# Uploading Energy



## hamburgler (Dec 1, 2008)

Is it possible to upload energy into your house through a plug on the wall instead of drawing energy from it? Could a solar panel be made that can plug into the wall and upload keeping users from having to do complicated wiring procedures? If its possible it would have to know when to stop adding extra energy so as not to overload.


----------



## Tex (Oct 31, 2008)

It's possible but not practical. In order to feed power to the grid, certain safeties are required. If there is an outage, your power producer has to disconnect or you will try to power the grid and possibly hurt an electrical worker. To make a small inverter to feed the grid on that small of a scale and include all the necessary safety features wouldn't be cost effective to produce.


----------



## SurvivalNut (Nov 13, 2008)

hamburgler said:


> Is it possible to upload energy into your house through a plug on the wall instead of drawing energy from it? Could a solar panel be made that can plug into the wall and upload keeping users from having to do complicated wiring procedures? If its possible it would have to know when to stop adding extra energy so as not to overload.


,

Since I am on a budget, as a hobby I am adding some additional sockets in my garage. There will be 12v outlets and some 110v from inverter all fed from my storage batteries. This way my garage is a working experiment and I have a fully functional powered space. None hooked up to the grid. It has been fun to see what works/does not. The batteries are charged from a solar panel. I am adding a small wind turbine ($600) next year. In power outages, an extension cord run into the house from the garage will power small basic items intermittently. Just an idea. In the endtimes I don't plan on ramping up electrification, just learning to simplify. I just added a wood fireplace. My gas bill went to pennies. Having fun!


----------



## ke4sky (Oct 21, 2008)

*Fail to battery automatic transfer switch*

These links may help:

Emergency power system - Wikipedia, the free encyclopedia
CareBase Home Page, outdoor UPS, dc to ac inverters, automatic transfer switches, low-impedance isolation transformer power line conditioners, precision PWM automatic voltage regulators, uninterruptible power supplies, surge arresters, heavy-duty
AUTOMATIC TRANSFER SWITCHES
Briggs and Stratton 040305 - 20 kW Empower Automatic Start Standby Liquid Propane Generator
150 Amp 3 Pole Cutler Hammer GenSwitch Automatic Transfer Switch - Americas Generators
Safety Switches - RELECTRIC


----------



## skip (Dec 13, 2008)

ke4sky said:


> These links may help:
> 
> Emergency power system - Wikipedia, the free encyclopedia
> CareBase Home Page, outdoor UPS, dc to ac inverters, automatic transfer switches, low-impedance isolation transformer power line conditioners, precision PWM automatic voltage regulators, uninterruptible power supplies, surge arresters, heavy-duty
> ...


To those who want to save some money, I work for a company that makes manual transfer switches for around $250 for a 200 amp to $500 for a 600A version. Just check some of the electrical distributors in your area, or your electric company. Many dairy farmers use these to hook up their PTO driven generators . We also make a version that uses two sets of breakers to transfer your home between your own power and the utility's.


----------



## The_Blob (Dec 24, 2008)

in most states now the utility companies are required to help you connect safely to the grid if you are producing power, they won't pay for your equipment or anything like that, but they will make sure you don't provide an electrical hazzard to yourself or to their workers.


----------



## Obsidian (May 2, 2009)

The_Blob said:


> in most states now the utility companies are required to help you connect safely to the grid if you are producing power, they won't pay for your equipment or anything like that, but they will make sure you don't provide an electrical hazzard to yourself or to their workers.

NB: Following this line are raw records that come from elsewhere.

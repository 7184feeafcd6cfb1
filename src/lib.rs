//! An 8051 assembly parser and instruction-level simulator.
//!
//! This is meant to be a general suite to run 8051-family assembly:
//! the core registers and internal memory, the timers, the serial transmitter, and the interrupt controller.
//!
//! # Usage
//!
//! Source code is loaded into a [`Program`], one parsed entry per source line:
//! ```
//! use i8051_ensemble::asm::assemble;
//!
//! let code = "
//!     ORG 0000H
//! MAIN:
//!     MOV A, #10H
//!     SJMP MAIN
//! ";
//! let program = assemble(code).unwrap();
//! assert_eq!(program.symbols().code_label("MAIN"), Some(2));
//! ```
//!
//! Once a program has been loaded, it can be executed with the simulator:
//! ```
//! use i8051_ensemble::sim::Simulator;
//!
//! let mut simulator = Simulator::new(Default::default());
//! simulator.load_source("
//!     MOV SCON, #40H
//!     MOV SBUF, #'!'
//! WAIT:
//!     JNB TI, WAIT
//! ").unwrap();
//! simulator.run().unwrap(); // <-- Result can be handled accordingly
//!
//! assert_eq!(simulator.serial_output(), "!");
//! ```
//!
//! If more granularity is needed for simulation, there are also stepping functions
//! and a paced run loop. See the [`sim`] module for more details.
//!
//! [`Program`]: asm::Program
#![warn(missing_docs)]

pub mod sfr;
pub mod parse;
pub mod ast;
pub mod asm;
pub mod sim;
pub mod err;
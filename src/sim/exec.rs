//! Instruction semantics.
//!
//! [`execute`] runs one parsed line against a [`Machine`], updating registers, memory, flags,
//! and the PC. Cycle accounting, peripherals, and interrupts are the caller's job.
//!
//! Operand resolution:
//! - `Rn` goes through the selected register bank.
//! - `@Rn` addresses the byte whose address is held in `Rn`.
//! - Immediates and direct expressions are resolved through the symbol table
//!   (see [`resolve`]). A direct address that does not fit in a byte reads as 0
//!   and ignores writes.
//! - Bit operands are `NAME.n`, a named bit, or a bare bit number (see [`BitLoc::from_bit_addr`]).

use crate::asm::value::resolve;
use crate::asm::SymbolTable;
use crate::ast::{BitAddr, Direct, Mnemonic, Operand, ParsedLine};
use crate::sfr;

use super::mem::{parity, BitLoc, Machine, Psw};
use super::SimErr;

/// Side effects of an executed instruction that the step pipeline acts on.
#[derive(Debug, Clone, Copy, Default, PartialEq, Eq)]
pub(crate) struct Outcome {
    /// The instruction already recomputed the parity flag.
    pub parity_updated: bool,
    /// The instruction wrote `SBUF`.
    pub wrote_sbuf: bool,
}

/// The result of an 8-bit add or subtract.
#[derive(Debug, Clone, Copy, PartialEq, Eq, Hash)]
pub struct AluResult {
    /// The 8-bit result.
    pub value: u8,
    /// Carry (or borrow) out of bit 7.
    pub cy: bool,
    /// Carry (or borrow) out of bit 3.
    pub ac: bool,
    /// Signed overflow.
    pub ov: bool,
}
impl AluResult {
    fn apply(self, psw: &mut Psw) {
        psw.set_flag(Psw::CY, self.cy);
        psw.set_flag(Psw::AC, self.ac);
        psw.set_flag(Psw::OV, self.ov);
    }
}

/// Computes `a + v + carry` with 8051 `ADD`/`ADDC` flags.
///
/// ```
/// use i8051_ensemble::sim::exec::add;
///
/// let r = add(0x7F, 0x01, false);
/// assert_eq!(r.value, 0x80);
/// assert!(!r.cy && r.ac && r.ov);
/// ```
pub fn add(a: u8, v: u8, carry: bool) -> AluResult {
    let c = u16::from(carry);
    let sum = u16::from(a) + u16::from(v) + c;
    let value = sum as u8;

    AluResult {
        value,
        cy: sum > 0xFF,
        ac: u16::from(a & 0xF) + u16::from(v & 0xF) + c > 0xF,
        ov: !(a ^ v) & (a ^ value) & 0x80 != 0,
    }
}

/// Computes `a - v - borrow` with 8051 `SUBB` flags.
///
/// ```
/// use i8051_ensemble::sim::exec::subb;
///
/// let r = subb(0x00, 0x01, true);
/// assert_eq!(r.value, 0xFE);
/// assert!(r.cy);
/// ```
pub fn subb(a: u8, v: u8, borrow: bool) -> AluResult {
    let c = i16::from(borrow);
    let diff = i16::from(a) - i16::from(v) - c;
    let value = diff as u8;

    AluResult {
        value,
        cy: diff < 0,
        ac: i16::from(a & 0xF) - i16::from(v & 0xF) - c < 0,
        ov: (a ^ v) & (a ^ value) & 0x80 != 0,
    }
}

/// Executes one line.
///
/// On success, the PC is left at the next line to run.
/// Lines without an instruction only advance the PC.
///
/// If this errors, the machine may be partially modified and should be discarded.
pub(crate) fn execute(m: &mut Machine, line: &ParsedLine, symbols: &SymbolTable) -> Result<Outcome, SimErr> {
    let pc = m.pc;
    let mut exec = Exec { m, symbols, pc, next: pc + 1, out: Outcome::default() };

    if let Some(mnemonic) = &line.mnemonic {
        exec.run(mnemonic, &line.operands)?;
    }

    let Exec { m, next, out, .. } = exec;
    m.pc = next;
    Ok(out)
}

struct Exec<'a> {
    m: &'a mut Machine,
    symbols: &'a SymbolTable,
    pc: usize,
    next: usize,
    out: Outcome,
}
impl Exec<'_> {
    fn run(&mut self, mnemonic: &Mnemonic, ops: &[Operand]) -> Result<(), SimErr> {
        use Mnemonic::*;

        let op = |i: usize| ops.get(i);

        match mnemonic {
            MOV => match (op(0), op(1)) {
                (Some(Operand::Dptr), src) => {
                    let value = src.map_or(0, |s| self.value(s));
                    self.m.set_dptr(value as u16);
                },
                (dst @ Some(Operand::Bit(_)), src) | (dst, src @ Some(Operand::Bit(_))) => {
                    let bit = self.read_bit(src);
                    self.write_bit(dst, bit);
                },
                (dst, src) => {
                    let value = self.read_byte(src);
                    self.write_byte(dst, value);
                },
            },

            ADD | ADDC | SUBB => {
                let a = self.m.acc();
                let v = self.read_byte(op(1));
                let result = match mnemonic {
                    ADD  => add(a, v, false),
                    ADDC => add(a, v, self.m.carry()),
                    _    => subb(a, v, self.m.carry()),
                };
                self.m.update_psw(|psw| result.apply(psw));
                self.set_acc(result.value);
            },

            INC | DEC => match op(0) {
                Some(Operand::Dptr) => {
                    let dptr = self.m.dptr();
                    self.m.set_dptr(match mnemonic {
                        INC => dptr.wrapping_add(1),
                        _   => dptr.wrapping_sub(1),
                    });
                },
                dst => {
                    let value = self.read_byte(dst);
                    let value = match mnemonic {
                        INC => value.wrapping_add(1),
                        _   => value.wrapping_sub(1),
                    };
                    self.write_byte(dst, value);
                },
            },

            MUL => {
                let product = u16::from(self.m.acc()) * u16::from(self.m.b());
                let [hi, lo] = product.to_be_bytes();
                self.m.set_b(hi);
                self.set_acc(lo);
                self.m.update_psw(|psw| {
                    psw.set_flag(Psw::CY, false);
                    psw.set_flag(Psw::OV, product > 0xFF);
                });
            },
            DIV => {
                let (a, b) = (self.m.acc(), self.m.b());
                // Division by zero leaves A and B as they were.
                if let (Some(q), Some(r)) = (a.checked_div(b), a.checked_rem(b)) {
                    self.set_acc(q);
                    self.m.set_b(r);
                }
                self.m.update_psw(|psw| {
                    psw.set_flag(Psw::CY, false);
                    psw.set_flag(Psw::OV, b == 0);
                });
            },

            ANL | ORL | XRL => match (op(0), op(1)) {
                (Some(dst), src) if dst.is_carry() => {
                    let c = self.m.carry();
                    let bit = self.read_bit(src) ^ matches!(src, Some(Operand::NotBit(_)));
                    self.m.set_carry(match mnemonic {
                        ANL => c & bit,
                        ORL => c | bit,
                        _   => c ^ bit,
                    });
                },
                (dst, src) => {
                    let (x, y) = (self.read_byte(dst), self.read_byte(src));
                    self.write_byte(dst, match mnemonic {
                        ANL => x & y,
                        ORL => x | y,
                        _   => x ^ y,
                    });
                },
            },

            CLR | SETB => match op(0) {
                Some(Operand::Acc) if *mnemonic == CLR => self.set_acc(0),
                target => self.write_bit(target, *mnemonic == SETB),
            },
            CPL => match op(0) {
                Some(Operand::Acc) => self.set_acc(!self.m.acc()),
                Some(target @ Operand::Bit(_)) => self.toggle_bit(target),
                Some(target @ Operand::Direct(Direct::Expr(e))) if e.starts_with(|c: char| c.is_ascii_digit()) => {
                    self.toggle_bit(target)
                },
                target => {
                    let value = self.read_byte(target);
                    self.write_byte(target, !value);
                },
            },

            RL   => self.set_acc(self.m.acc().rotate_left(1)),
            RR   => self.set_acc(self.m.acc().rotate_right(1)),
            SWAP => self.set_acc(self.m.acc().rotate_left(4)),
            RLC => {
                let a = self.m.acc();
                let c = self.m.carry();
                self.m.set_carry(a & 0x80 != 0);
                self.set_acc(a << 1 | u8::from(c));
            },
            RRC => {
                let a = self.m.acc();
                let c = self.m.carry();
                self.m.set_carry(a & 0x01 != 0);
                self.set_acc(a >> 1 | u8::from(c) << 7);
            },
            XCH => {
                let a = self.m.acc();
                let v = self.read_byte(op(1));
                self.write_byte(op(1), a);
                self.set_acc(v);
            },

            SJMP | LJMP | AJMP | JMP => self.next = self.target(op(0))?,
            JC  => self.branch(self.m.carry(), op(0))?,
            JNC => self.branch(!self.m.carry(), op(0))?,
            JZ  => self.branch(self.m.acc() == 0, op(0))?,
            JNZ => self.branch(self.m.acc() != 0, op(0))?,
            JB  => self.branch(self.read_bit(op(0)), op(1))?,
            JNB => self.branch(!self.read_bit(op(0)), op(1))?,
            JBC => {
                let set = self.read_bit(op(0));
                if set {
                    self.write_bit(op(0), false);
                }
                self.branch(set, op(1))?;
            },
            CJNE => {
                let (x, y) = (self.read_byte(op(0)), self.read_byte(op(1)));
                self.m.set_carry(x < y);
                self.branch(x != y, op(2))?;
            },
            DJNZ => {
                let value = self.read_byte(op(0)).wrapping_sub(1);
                self.write_byte(op(0), value);
                self.branch(value != 0, op(1))?;
            },

            ACALL | LCALL | CALL => {
                let target = self.target(op(0))?;
                // Code space is 16 bits, so return lines are too.
                let [hi, lo] = (self.pc as u16).wrapping_add(1).to_be_bytes();
                self.m.push(hi);
                self.m.push(lo);
                self.next = target;
            },
            RET | RETI => {
                let lo = self.m.pop();
                let hi = self.m.pop();
                self.next = usize::from(u16::from_be_bytes([hi, lo]));
                if *mnemonic == RETI {
                    self.m.in_interrupt = false;
                }
            },

            PUSH => {
                let value = self.read_byte(op(0));
                self.m.push(value);
            },
            POP => {
                let value = self.m.pop();
                self.write_byte(op(0), value);
            },

            NOP | ORG | EQU | END | DB | Other(_) => {},
        }

        Ok(())
    }

    fn value(&self, op: &Operand) -> i64 {
        crate::asm::value::operand_value(op, self.symbols)
    }

    fn direct_addr(&self, d: &Direct) -> Option<u8> {
        match d {
            Direct::Sfr(addr) => Some(*addr),
            Direct::Expr(e) => {
                let value = resolve(e, self.symbols);
                let addr = u8::try_from(value).ok();
                if addr.is_none() {
                    log::debug!("direct address {e} ({value}) is out of range");
                }
                addr
            },
        }
    }

    fn read_byte(&self, op: Option<&Operand>) -> u8 {
        let Some(op) = op else { return 0 };
        match op {
            Operand::Acc => self.m.acc(),
            Operand::Reg(r) => self.m.reg(*r),
            Operand::Indirect(r) => self.m.mem[self.m.reg(*r)],
            Operand::Imm(text) => resolve(text, self.symbols) as u8,
            Operand::Direct(d) => self.direct_addr(d).map_or(0, |addr| self.m.mem[addr]),
            Operand::Bit(_) => u8::from(self.read_bit(Some(op))),
            Operand::NotBit(_) => u8::from(!self.read_bit(Some(op))),
            Operand::AB | Operand::Dptr => 0,
        }
    }

    fn write_byte(&mut self, op: Option<&Operand>, value: u8) {
        let addr = match op {
            Some(Operand::Acc) => return self.set_acc(value),
            Some(Operand::Reg(r)) => return self.m.set_reg(*r, value),
            Some(Operand::Indirect(r)) => Some(self.m.reg(*r)),
            Some(Operand::Direct(d)) => self.direct_addr(d),
            Some(bit @ Operand::Bit(_)) => return self.write_bit(Some(bit), value & 1 != 0),
            Some(Operand::Imm(_) | Operand::NotBit(_) | Operand::AB | Operand::Dptr) | None => None,
        };

        if let Some(addr) = addr {
            self.m.mem[addr] = value;
            self.out.wrote_sbuf |= addr == sfr::SBUF;
        }
    }

    fn set_acc(&mut self, value: u8) {
        self.m.set_acc(value);
        self.m.update_psw(|psw| psw.set_flag(Psw::P, parity(value)));
        self.out.parity_updated = true;
    }

    fn bit_loc(&self, op: Option<&Operand>) -> Option<BitLoc> {
        match op? {
            Operand::Bit(b) | Operand::NotBit(b) => match b {
                BitAddr::Named(n) => Some(BitLoc::from_bit_addr(*n)),
                BitAddr::Field { base, bit } => {
                    let byte = self.direct_addr(base)?;
                    Some(BitLoc { byte, bit: *bit & 0b111 })
                },
            },
            // A byte register without `.n` names no bit.
            Operand::Direct(Direct::Sfr(_)) => None,
            Operand::Direct(d) => self.direct_addr(d).map(BitLoc::from_bit_addr),
            _ => None,
        }
    }

    fn read_bit(&self, op: Option<&Operand>) -> bool {
        self.bit_loc(op).is_some_and(|loc| self.m.bit(loc))
    }

    fn write_bit(&mut self, op: Option<&Operand>, value: bool) {
        if let Some(loc) = self.bit_loc(op) {
            self.m.set_bit(loc, value);
        }
    }

    fn toggle_bit(&mut self, op: &Operand) {
        let bit = self.read_bit(Some(op));
        self.write_bit(Some(op), !bit);
    }

    /// Resolves a jump target to a line. `$` is the current line.
    fn target(&self, op: Option<&Operand>) -> Result<usize, SimErr> {
        let name = op.map(ToString::to_string).unwrap_or_default();
        if name == "$" {
            return Ok(self.pc);
        }

        self.symbols.code_label(&name)
            .ok_or(SimErr::UnresolvedLabel(name))
    }

    fn branch(&mut self, cond: bool, op: Option<&Operand>) -> Result<(), SimErr> {
        if cond {
            self.next = self.target(op)?;
        }
        Ok(())
    }
}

I believe that's the law everywhere. If not, it should be. You must tell the utility. Otherwise, electrical workers can get killed.

Now if you generate more than you use, even only sporadically, it can flow back through the lines and you get credit for it from the utility.

But, I believe there's some line work that needs doing for that. And you'll need a meter that can detect reverse energy flow, which can count how much you should get credit for and warns the utility that you could be sending some back.


----------



## guyfour (Oct 15, 2008)

If only every car had a solar panel on the roof and every parking space a plugin for it's retractable cord... Then all the cars that aren't in use would be uploading... Any car without the battery energy to go could download energy because of the surplus... etc etc


----------



## Obsidian (May 2, 2009)

nine said:


> If only every car had a solar panel on the roof and every parking space a plugin for it's retractable cord... Then all the cars that aren't in use would be uploading... Any car without the battery energy to go could download energy because of the surplus... etc etc


That day is not far off.

There are already companies developing technology to tie cars into the home power supply. The car can be charging when needed, or can serve as emergency power in case of outage, not just for the home but for the grid as well. If energy from your car is used to power the grid, there's a meter that tracks how much so that you get a credit from the utility.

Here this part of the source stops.